ZetA is a novel deep learning optimization algorithm that integrates dynamic scaling based on the Riemann zeta function into Adam. It improves generalization performance and robustness through a hybrid update mechanism that incorporates adaptive decay, cosine-similarity-based momentum boosting, entropy-regularized loss, and Sharpness-Aware Minimization (SAM)-style perturbations. It demonstrates improved test accuracy compared to Adam on the SVHN, CIFAR10, CIFAR100, STL10, and noisy CIFAR10 datasets, trained for 5 epochs using a lightweight fully-connected network with mixed-precision settings. It demonstrates a computationally efficient and robust alternative to Adam, especially for noisy or high-dimensional classification tasks.

Takeaways, Limitations

Takeaways:
A novel approach to optimization is presented by applying dynamic scaling based on the Riemann zeta function.

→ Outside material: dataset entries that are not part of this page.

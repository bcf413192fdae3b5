//! Canonical-field alias resolution.
//!
//! Incident sources disagree on field spellings (`description`,
//! `descripcion`, `Descripción`, ...). Each canonical field carries an
//! ordered list of accepted source keys, checked first-match-wins; when no
//! alias is present a language-appropriate placeholder is used instead.

use std::collections::BTreeMap;

/// Source keys accepted for the record id, in priority order.
pub const ID_ALIASES: &[&str] = &["id", "ID", "_id", "Identificador_incidencia"];

pub const TITLE_ALIASES: &[&str] = &["title", "titulo", "Proyecto", "nombre"];

pub const DESCRIPTION_ALIASES: &[&str] = &[
    "description",
    "descripcion",
    "Descripción",
    "desc",
    "Descripcion Problema",
    "Descripción_incidencia",
];

pub const PROJECT_ALIASES: &[&str] = &["Proyecto", "proyecto", "project"];

pub const DATE_ALIASES: &[&str] = &[
    "Fecha",
    "fecha",
    "Fecha_envío_incidencia",
    "Fecha del incidente",
];

pub const RESOLUTION_ALIASES: &[&str] = &["Solución", "solucion", "Solucion"];

pub const STATUS_ALIASES: &[&str] = &["Estado", "estado", "status"];

pub const PRIORITY_ALIASES: &[&str] = &["Prioridad", "prioridad", "priority"];

pub const DEFAULT_TITLE: &str = "Sin título";
pub const DEFAULT_PROJECT: &str = "Sin proyecto";
pub const DEFAULT_DATE: &str = "N/A";
pub const DEFAULT_RESOLUTION: &str = "No registrada";

/// Return the first alias present in `record`, or `None`.
pub fn resolve<'a>(record: &'a BTreeMap<String, String>, aliases: &[&str]) -> Option<&'a str> {
    aliases
        .iter()
        .find_map(|key| record.get(*key).map(String::as_str))
}

/// Like [`resolve`] but falls back to `default` when no alias matches.
pub fn resolve_or<'a>(
    record: &'a BTreeMap<String, String>,
    aliases: &[&str],
    default: &'a str,
) -> &'a str {
    resolve(record, aliases).unwrap_or(default)
}

/// True if `key` is claimed by any canonical field (including provenance),
/// meaning it must not be echoed again in the extra-field pass-through.
pub fn is_claimed(key: &str) -> bool {
    key == "source"
        || ID_ALIASES.contains(&key)
        || PROJECT_ALIASES.contains(&key)
        || DATE_ALIASES.contains(&key)
        || DESCRIPTION_ALIASES.contains(&key)
        || RESOLUTION_ALIASES.contains(&key)
        || STATUS_ALIASES.contains(&key)
        || PRIORITY_ALIASES.contains(&key)
}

Experimentally demonstrated improved generalization performance and robustness over Adam on various datasets.
It has been proven to be computationally efficient and effective on noisy datasets.
Combines the advantages of various optimization techniques through a hybrid update mechanism.
Limitations:
Limited 5 epoch training, lack of long-term performance evaluation.
Only experimental results for lightweight fully connected networks are presented; generalizability to other network structures needs to be verified.
Lack of analysis of various hyperparameter settings.
A more comprehensive comparative analysis with other optimization algorithms is needed.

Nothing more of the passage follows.